Alex nasceu com características genitais masculinas e femininas. Seus pais a levam para uma casa isolada nas dunas, não impondo uma cirurgia definidora ou algo assim. Alex se apaixona por um jovem recém-chegado ao local.

Crítica

Produção argentina de 2007, XXY, de Lúcia Puenzo, chegou até os cinemas brasileiros com duas credenciais muito fortes: recebeu o Prêmio da Crítica no Festival de Cannes e foi escolhido para representar seu país na disputa por uma indicação ao Oscar de Melhor Filme Estrangeiro. Isso tem um significado todo especial porque até aquele momento o único filme latino-americano a ganhar essa categoria no Oscar foi A História Oficial (1985), de Luis Puenzo, pai da diretora. Além disso, XXY ganhou o Goya (o Oscar espanhol) e o Ariel (o Oscar mexicano) de Melhor Filme Latino Estrangeiro, foi o grande vencedor da premiação dos críticos de cinema da Argentina (Melhor Filme, Roteiro e Atriz, para Inés Efron) e ganhou os festivais de Atenas (Grécia), Bangkok (Tailândia), Cartagena (Colômbia), Edinburgo (Escócia), Montreal (Canadá) e São Francisco (EUA), entre outros. Créditos suficientes para ter um olhar mais apurado em relação a este trabalho intenso e delicado. E o melhor: todas as expectativas são plenamente atendidas.
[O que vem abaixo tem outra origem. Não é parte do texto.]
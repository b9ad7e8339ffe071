//! Transition-triggering operations as explicit values.
//!
//! A command knows its HTTP endpoint and which cached data it touches; executing it
//! yields a [`CommandOutcome`] that the caller feeds to
//! [`ChallengeCache::apply`](crate::cache::ChallengeCache::apply).

use serde::{Serialize, Deserialize};
use uuid::Uuid;
use crate::acceptance::AcceptanceRequest;
use crate::challenge::ChallengeView;
use crate::result::ErrorKind;

#[derive(Debug, Clone, Copy, PartialEq, Eq)]
pub enum HttpMethod {
    Post,
    Delete,
}

#[derive(Debug, Clone, PartialEq)]
pub struct Endpoint {
    pub method: HttpMethod,
    pub path: String,
    pub body: Option<serde_json::Value>,
}

#[derive(Debug, Clone, PartialEq, Eq, Serialize, Deserialize)]
#[serde(tag = "type", rename_all = "snake_case")]
pub enum ChallengeCommand {
    Accept { challenge_id: Uuid, team_id: Uuid },
    Decline { challenge_id: Uuid },
    Withdraw { challenge_id: Uuid },
    Expire { challenge_id: Uuid },
    RequestAcceptance { challenge_id: Uuid, accepting_team_id: Uuid },
    ApproveRequest { challenge_id: Uuid, request_id: Uuid },
    WithdrawRequest { challenge_id: Uuid, request_id: Uuid },
}

impl ChallengeCommand {
    pub fn challenge_id(&self) -> Uuid {
        match self {
            ChallengeCommand::Accept { challenge_id, .. }
            | ChallengeCommand::Decline { challenge_id }
            | ChallengeCommand::Withdraw { challenge_id }
            | ChallengeCommand::Expire { challenge_id }
            | ChallengeCommand::RequestAcceptance { challenge_id, .. }
            | ChallengeCommand::ApproveRequest { challenge_id, .. }
            | ChallengeCommand::WithdrawRequest { challenge_id, .. } => *challenge_id,
        }
    }

    pub fn endpoint(&self) -> Endpoint {
        let (method, path, body) = match self {
            ChallengeCommand::Accept { challenge_id, team_id } => (
                HttpMethod::Post,
                format!("/challenges/{}/accept", challenge_id),
                Some(serde_json::json!({ "team_id": team_id })),
            ),
            ChallengeCommand::Decline { challenge_id } => {
                (HttpMethod::Post, format!("/challenges/{}/decline", challenge_id), None)
            }
            ChallengeCommand::Withdraw { challenge_id } => {
                (HttpMethod::Post, format!("/challenges/{}/withdraw", challenge_id), None)
            }
            ChallengeCommand::Expire { challenge_id } => {
                (HttpMethod::Post, format!("/challenges/{}/expire", challenge_id), None)
            }
            ChallengeCommand::RequestAcceptance { challenge_id, accepting_team_id } => (
                HttpMethod::Post,
                format!("/challenges/{}/acceptance-requests", challenge_id),
                Some(serde_json::json!({ "accepting_team_id": accepting_team_id })),
            ),
            ChallengeCommand::ApproveRequest { challenge_id, request_id } => (
                HttpMethod::Post,
                format!("/challenges/{}/acceptance-requests/{}/approve", challenge_id, request_id),
                None,
            ),
            ChallengeCommand::WithdrawRequest { request_id, .. } => {
                (HttpMethod::Delete, format!("/acceptance-requests/{}", request_id), None)
            }
        };
        Endpoint { method, path, body }
    }

    /// Commands the UI must confirm before sending.
    pub fn requires_confirmation(&self) -> bool {
        matches!(
            self,
            ChallengeCommand::Decline { .. }
                | ChallengeCommand::Withdraw { .. }
                | ChallengeCommand::Expire { .. }
                | ChallengeCommand::ApproveRequest { .. }
        )
    }

    /// Whether the server may mutate the challenge's acceptance requests.
    pub fn touches_requests(&self) -> bool {
        matches!(
            self,
            ChallengeCommand::Withdraw { .. }
                | ChallengeCommand::Expire { .. }
                | ChallengeCommand::RequestAcceptance { .. }
                | ChallengeCommand::ApproveRequest { .. }
                | ChallengeCommand::WithdrawRequest { .. }
        )
    }

    /// Route the command through a confirmation step when it needs one.
    pub fn gate(self) -> Gate {
        if self.requires_confirmation() {
            Gate::NeedsConfirmation(PendingConfirmation { command: self })
        } else {
            Gate::Ready(self)
        }
    }
}

#[derive(Debug)]
pub enum Gate {
    Ready(ChallengeCommand),
    NeedsConfirmation(PendingConfirmation),
}

/// A command held back until the user confirms. Cancelling consumes it, so nothing is sent.
#[derive(Debug)]
pub struct PendingConfirmation {
    command: ChallengeCommand,
}

impl PendingConfirmation {
    pub fn command(&self) -> &ChallengeCommand {
        &self.command
    }

    pub fn confirm(self) -> ChallengeCommand {
        self.command
    }

    pub fn cancel(self) {
        tracing::debug!(challenge_id = %self.command.challenge_id(), "confirmation cancelled, command dropped");
    }
}

/// Payload returned by a successful command.
#[derive(Debug, Clone, PartialEq, Serialize, Deserialize)]
#[serde(untagged)]
pub enum CommandResult {
    Challenge(ChallengeView),
    Request(AcceptanceRequest),
}

#[derive(Debug, Clone, PartialEq, Eq, Serialize, Deserialize, thiserror::Error)]
#[error("{message}")]
pub struct CommandFailure {
    pub kind: ErrorKind,
    /// Server-provided reason, shown to the user verbatim.
    pub message: String,
}

/// Success-with-data or failure-with-reason. Failures are final for the attempt; nothing retries.
#[derive(Debug, Clone, PartialEq)]
pub enum CommandOutcome<T> {
    Success(T),
    Failure(CommandFailure),
}

impl<T> CommandOutcome<T> {
    pub fn failure(kind: ErrorKind, message: impl Into<String>) -> Self {
        CommandOutcome::Failure(CommandFailure { kind, message: message.into() })
    }

    pub fn is_success(&self) -> bool {
        matches!(self, CommandOutcome::Success(_))
    }

    pub fn into_result(self) -> Result<T, CommandFailure> {
        match self {
            CommandOutcome::Success(value) => Ok(value),
            CommandOutcome::Failure(failure) => Err(failure),
        }
    }
}

#[cfg(test)]
mod tests {
    use super::*;

    #[test]
    fn test_accept_endpoint_carries_team() {
        let challenge_id = Uuid::new_v4();
        let team_id = Uuid::new_v4();
        let endpoint = ChallengeCommand::Accept { challenge_id, team_id }.endpoint();
        assert_eq!(endpoint.method, HttpMethod::Post);
        assert_eq!(endpoint.path, format!("/challenges/{}/accept", challenge_id));
        assert_eq!(endpoint.body, Some(serde_json::json!({ "team_id": team_id })));
    }

    #[test]
    fn test_withdraw_request_uses_delete() {
        let request_id = Uuid::new_v4();
        let endpoint = ChallengeCommand::WithdrawRequest { challenge_id: Uuid::new_v4(), request_id }.endpoint();
        assert_eq!(endpoint.method, HttpMethod::Delete);
        assert_eq!(endpoint.path, format!("/acceptance-requests/{}", request_id));
        assert!(endpoint.body.is_none());
    }

    #[test]
    fn test_approve_endpoint_path() {
        let challenge_id = Uuid::new_v4();
        let request_id = Uuid::new_v4();
        let endpoint = ChallengeCommand::ApproveRequest { challenge_id, request_id }.endpoint();
        assert_eq!(endpoint.path, format!("/challenges/{}/acceptance-requests/{}/approve", challenge_id, request_id));
    }

    #[test]
    fn test_gate_routes_destructive_commands_through_confirmation() {
        let challenge_id = Uuid::new_v4();
        assert!(matches!(ChallengeCommand::Withdraw { challenge_id }.gate(), Gate::NeedsConfirmation(_)));
        assert!(matches!(
            ChallengeCommand::RequestAcceptance { challenge_id, accepting_team_id: Uuid::new_v4() }.gate(),
            Gate::Ready(_)
        ));
    }

    #[test]
    fn test_confirmation_returns_original_command() {
        let command = ChallengeCommand::Decline { challenge_id: Uuid::new_v4() };
        let Gate::NeedsConfirmation(pending) = command.clone().gate() else {
            panic!("decline should need confirmation");
        };
        assert_eq!(pending.command(), &command);
        assert_eq!(pending.confirm(), command);
    }

    #[test]
    fn test_outcome_into_result() {
        let ok: CommandOutcome<u8> = CommandOutcome::Success(1);
        assert!(ok.is_success());
        assert_eq!(ok.into_result(), Ok(1));

        let failed: CommandOutcome<u8> = CommandOutcome::failure(ErrorKind::Conflict, "taken");
        assert!(!failed.is_success());
        let err = failed.into_result().unwrap_err();
        assert_eq!(err.kind, ErrorKind::Conflict);
        assert_eq!(err.to_string(), "taken");
    }

    #[test]
    fn test_command_serde_tagged() {
        let command = ChallengeCommand::Expire { challenge_id: Uuid::nil() };
        let json = serde_json::to_value(&command).unwrap();
        assert_eq!(json["type"], "expire");
    }
}
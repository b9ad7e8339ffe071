//! Typed HTTP client for the challenge service.
//!
//! [`ApiClient::execute`] is the only path through which a [`ChallengeCommand`] reaches the
//! server. Its [`CommandOutcome`] is meant to be handed straight to
//! [`ChallengeCache::apply`](crate::cache::ChallengeCache::apply).

use reqwest::{Client, Method, RequestBuilder, Response};
use serde::de::DeserializeOwned;
use uuid::Uuid;
use crate::acceptance::AcceptanceRequest;
use crate::challenge::{ChallengeView, NewChallenge};
use crate::command::{ChallengeCommand, CommandFailure, CommandOutcome, CommandResult, HttpMethod};
use crate::listing::{ChallengeQuery, Paginated};
use crate::matches::Match;
use crate::permissions::PermissionSet;
use crate::result::{ErrorKind, ErrorResponse};
use crate::session::Session;
use crate::teams::{Team, UserRecord};

#[derive(Debug, thiserror::Error)]
pub enum ClientError {
    #[error("request failed: {0}")]
    Http(#[from] reqwest::Error),
    #[error(transparent)]
    Api(CommandFailure),
}

impl ClientError {
    pub fn kind(&self) -> ErrorKind {
        match self {
            ClientError::Http(_) => ErrorKind::Internal,
            ClientError::Api(failure) => failure.kind,
        }
    }

    fn into_failure(self) -> CommandFailure {
        match self {
            ClientError::Api(failure) => failure,
            ClientError::Http(e) => CommandFailure {
                kind: ErrorKind::Internal,
                message: format!("Error: Could not reach the server ({e})."),
            },
        }
    }
}

#[derive(Debug, Clone)]
pub struct ApiClient {
    http: Client,
    base_url: String,
    token: Option<String>,
}

impl ApiClient {
    pub fn new(base_url: impl Into<String>) -> Self {
        ApiClient {
            http: Client::new(),
            base_url: base_url.into().trim_end_matches('/').to_string(),
            token: None,
        }
    }

    pub fn from_session(session: &Session) -> Self {
        let mut client = ApiClient::new(session.base_url.clone());
        client.token = session.token.clone();
        client
    }

    pub fn with_token(mut self, token: impl Into<String>) -> Self {
        self.token = Some(token.into());
        self
    }

    fn request(&self, method: Method, path: &str) -> RequestBuilder {
        let builder = self.http.request(method, format!("{}{}", self.base_url, path));
        match &self.token {
            Some(token) => builder.bearer_auth(token),
            None => builder,
        }
    }

    async fn parse<T: DeserializeOwned>(response: Response) -> Result<T, ClientError> {
        let status = response.status();
        if status.is_success() {
            return Ok(response.json().await?);
        }
        let failure = match response.json::<ErrorResponse>().await {
            Ok(body) => CommandFailure { kind: body.kind, message: body.error },
            Err(_) => CommandFailure {
                kind: kind_for_status(status.as_u16()),
                message: format!("Error: Server responded with {status}."),
            },
        };
        tracing::debug!(%status, kind = ?failure.kind, "request rejected");
        Err(ClientError::Api(failure))
    }

    async fn get<T: DeserializeOwned>(&self, path: &str) -> Result<T, ClientError> {
        Self::parse(self.request(Method::GET, path).send().await?).await
    }

    async fn post<T: DeserializeOwned>(&self, path: &str, body: &serde_json::Value) -> Result<T, ClientError> {
        Self::parse(self.request(Method::POST, path).json(body).send().await?).await
    }

    /// Register a user. The returned token is not stored; use [`with_token`](Self::with_token).
    pub async fn register_user(&self, name: &str) -> Result<UserRecord, ClientError> {
        self.post("/users", &serde_json::json!({ "name": name })).await
    }

    pub async fn create_team(&self, name: &str, sport: &str) -> Result<Team, ClientError> {
        self.post("/teams", &serde_json::json!({ "name": name, "sport": sport })).await
    }

    pub async fn get_team(&self, team_id: Uuid) -> Result<Team, ClientError> {
        self.get(&format!("/teams/{}", team_id)).await
    }

    pub async fn add_member(&self, team_id: Uuid, user_id: Uuid) -> Result<Team, ClientError> {
        self.post(&format!("/teams/{}/members", team_id), &serde_json::json!({ "user_id": user_id }))
            .await
    }

    pub async fn create_challenge(&self, draft: &NewChallenge) -> Result<ChallengeView, ClientError> {
        let body = serde_json::to_value(draft)
            .map_err(|e| ClientError::Api(CommandFailure { kind: ErrorKind::Validation, message: e.to_string() }))?;
        self.post("/challenges/team", &body).await
    }

    /// The `challenge` part of `GET /challenges/{id}`.
    pub async fn get_challenge(&self, challenge_id: Uuid) -> Result<ChallengeView, ClientError> {
        #[derive(serde::Deserialize)]
        struct Detail {
            challenge: ChallengeView,
        }
        let detail: Detail = self.get(&format!("/challenges/{}", challenge_id)).await?;
        Ok(detail.challenge)
    }

    pub async fn list_challenges(&self, query: &ChallengeQuery) -> Result<Paginated<ChallengeView>, ClientError> {
        let response = self.request(Method::GET, "/challenges").query(query).send().await?;
        Self::parse(response).await
    }

    pub async fn sent_challenges(&self, team_id: Uuid) -> Result<Vec<ChallengeView>, ClientError> {
        self.get(&format!("/teams/{}/challenges/sent", team_id)).await
    }

    pub async fn received_challenges(&self, team_id: Uuid) -> Result<Vec<ChallengeView>, ClientError> {
        self.get(&format!("/teams/{}/challenges/received", team_id)).await
    }

    /// `request_id` focuses one acceptance request, which is what `can_approve_request` is judged on.
    pub async fn permissions(&self, challenge_id: Uuid, request_id: Option<Uuid>) -> Result<PermissionSet, ClientError> {
        let mut builder = self.request(Method::GET, &format!("/challenges/{}/permissions", challenge_id));
        if let Some(request_id) = request_id {
            builder = builder.query(&[("request_id", request_id)]);
        }
        Self::parse(builder.send().await?).await
    }

    pub async fn list_requests(&self, challenge_id: Uuid) -> Result<Vec<AcceptanceRequest>, ClientError> {
        self.get(&format!("/challenges/{}/acceptance-requests", challenge_id)).await
    }

    pub async fn get_match(&self, match_id: Uuid) -> Result<Match, ClientError> {
        self.get(&format!("/matches/{}", match_id)).await
    }

    pub async fn record_result(&self, match_id: Uuid, home_score: u32, away_score: u32) -> Result<Match, ClientError> {
        self.post(
            &format!("/matches/{}/result", match_id),
            &serde_json::json!({ "home_score": home_score, "away_score": away_score }),
        )
        .await
    }

    /// Send a lifecycle command. Exactly one request is made; failures are returned, never retried.
    pub async fn execute(&self, command: &ChallengeCommand) -> CommandOutcome<CommandResult> {
        let endpoint = command.endpoint();
        let method = match endpoint.method {
            HttpMethod::Post => Method::POST,
            HttpMethod::Delete => Method::DELETE,
        };
        let mut builder = self.request(method, &endpoint.path);
        if let Some(body) = &endpoint.body {
            builder = builder.json(body);
        }

        let response = match builder.send().await {
            Ok(response) => response,
            Err(e) => return CommandOutcome::Failure(ClientError::from(e).into_failure()),
        };

        let parsed = match command {
            ChallengeCommand::RequestAcceptance { .. } | ChallengeCommand::WithdrawRequest { .. } => {
                Self::parse::<AcceptanceRequest>(response).await.map(CommandResult::Request)
            }
            _ => Self::parse::<ChallengeView>(response).await.map(CommandResult::Challenge),
        };

        match parsed {
            Ok(result) => CommandOutcome::Success(result),
            Err(e) => CommandOutcome::Failure(e.into_failure()),
        }
    }
}

fn kind_for_status(status: u16) -> ErrorKind {
    match status {
        401 => ErrorKind::Unauthenticated,
        403 => ErrorKind::Authorization,
        404 => ErrorKind::NotFound,
        409 => ErrorKind::Conflict,
        400 | 422 => ErrorKind::Validation,
        _ => ErrorKind::Internal,
    }
}

#[cfg(test)]
mod tests {
    use super::*;
    use ntest::test_case;

    #[test_case(401, "unauthenticated")]
    #[test_case(403, "authorization")]
    #[test_case(404, "not_found")]
    #[test_case(409, "conflict")]
    #[test_case(422, "validation")]
    #[test_case(503, "internal")]
    fn status_maps_to_kind(status: u16, kind: &str) {
        let expected: ErrorKind = serde_json::from_value(serde_json::Value::String(kind.to_string())).unwrap();
        assert_eq!(kind_for_status(status), expected);
    }

    #[test]
    fn base_url_trailing_slash_trimmed() {
        let client = ApiClient::new("http://localhost:3000/");
        assert_eq!(client.base_url, "http://localhost:3000");
    }

    #[test]
    fn from_session_copies_token() {
        let mut session = Session::new("http://localhost:3000");
        session.token = Some("abc".to_string());
        let client = ApiClient::from_session(&session);
        assert_eq!(client.token.as_deref(), Some("abc"));
    }
}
Kraken (Ricardo Darín, num registro bem mais contido do que o habitual) e Suli (Valeria Bertuccelli) moravam em Buenos Aires, mas após o nascimento do primeiro filho do casal eles decidem se mudar para a praia de Piriápolis, região de Maldonado, no Uruguai. Para lá eles vão com a intenção de se esconderem do mundo. A causa é o receio em relação às reações dos outros ao problema do recém nascido, uma criança hermafrodita. Alex nasceu com os dois órgãos sexuais, e como a decisão dos pais foi de não submeter o bebê a uma cirurgia reparadora logo após o nascimento, ela se desenvolve sem um gênero definido. Possui uma aparência mais feminina, até por causa dos remédios que toma, que inibem o desenvolvimento da testosterona, mas ao mesmo tempo possui um pênis. O filme começa 15 anos depois, quando a mãe convida um casal de amigos para visitá-los. Mas estes possuem um objetivo muito claro: ele é um renomado cirurgião-plástico, e deseja oferecer seu talento em auxílio à menina/menino. Mas quem disse que ela/ele precisa de ajuda?

Alex está no meio da adolescência, e possui toda a confusão já natural dessa idade, acrescida de um fato bem peculiar que a torna bastante especial. Sua melhor amiga de infância a conhece, entende e aceita exatamente como é. Mas será que seus pais pensam o mesmo? Só o fato de lhe oferecem remédios que orientem o corpo da criança ao formato feminino já não é uma imposição? E como decidir se ela será mulher, ou se ele será homem, se nem mesmo o/a jovem sabe quem deseja ser? O casal de amigos possui um filho na mesma faixa etária, e essa garoto, Álvaro (Martin Piroyansky), logo se sentirá atraído pela/o amiga/o. Mas o desejo vem pela menina ou pelo menino? A indefinição está em todos os lados, e nunca é fácil tomar este tipo de decisão. Ainda mais, como Alex mesmo diz em determinado momento, “e se não houver escolha a ser feita?”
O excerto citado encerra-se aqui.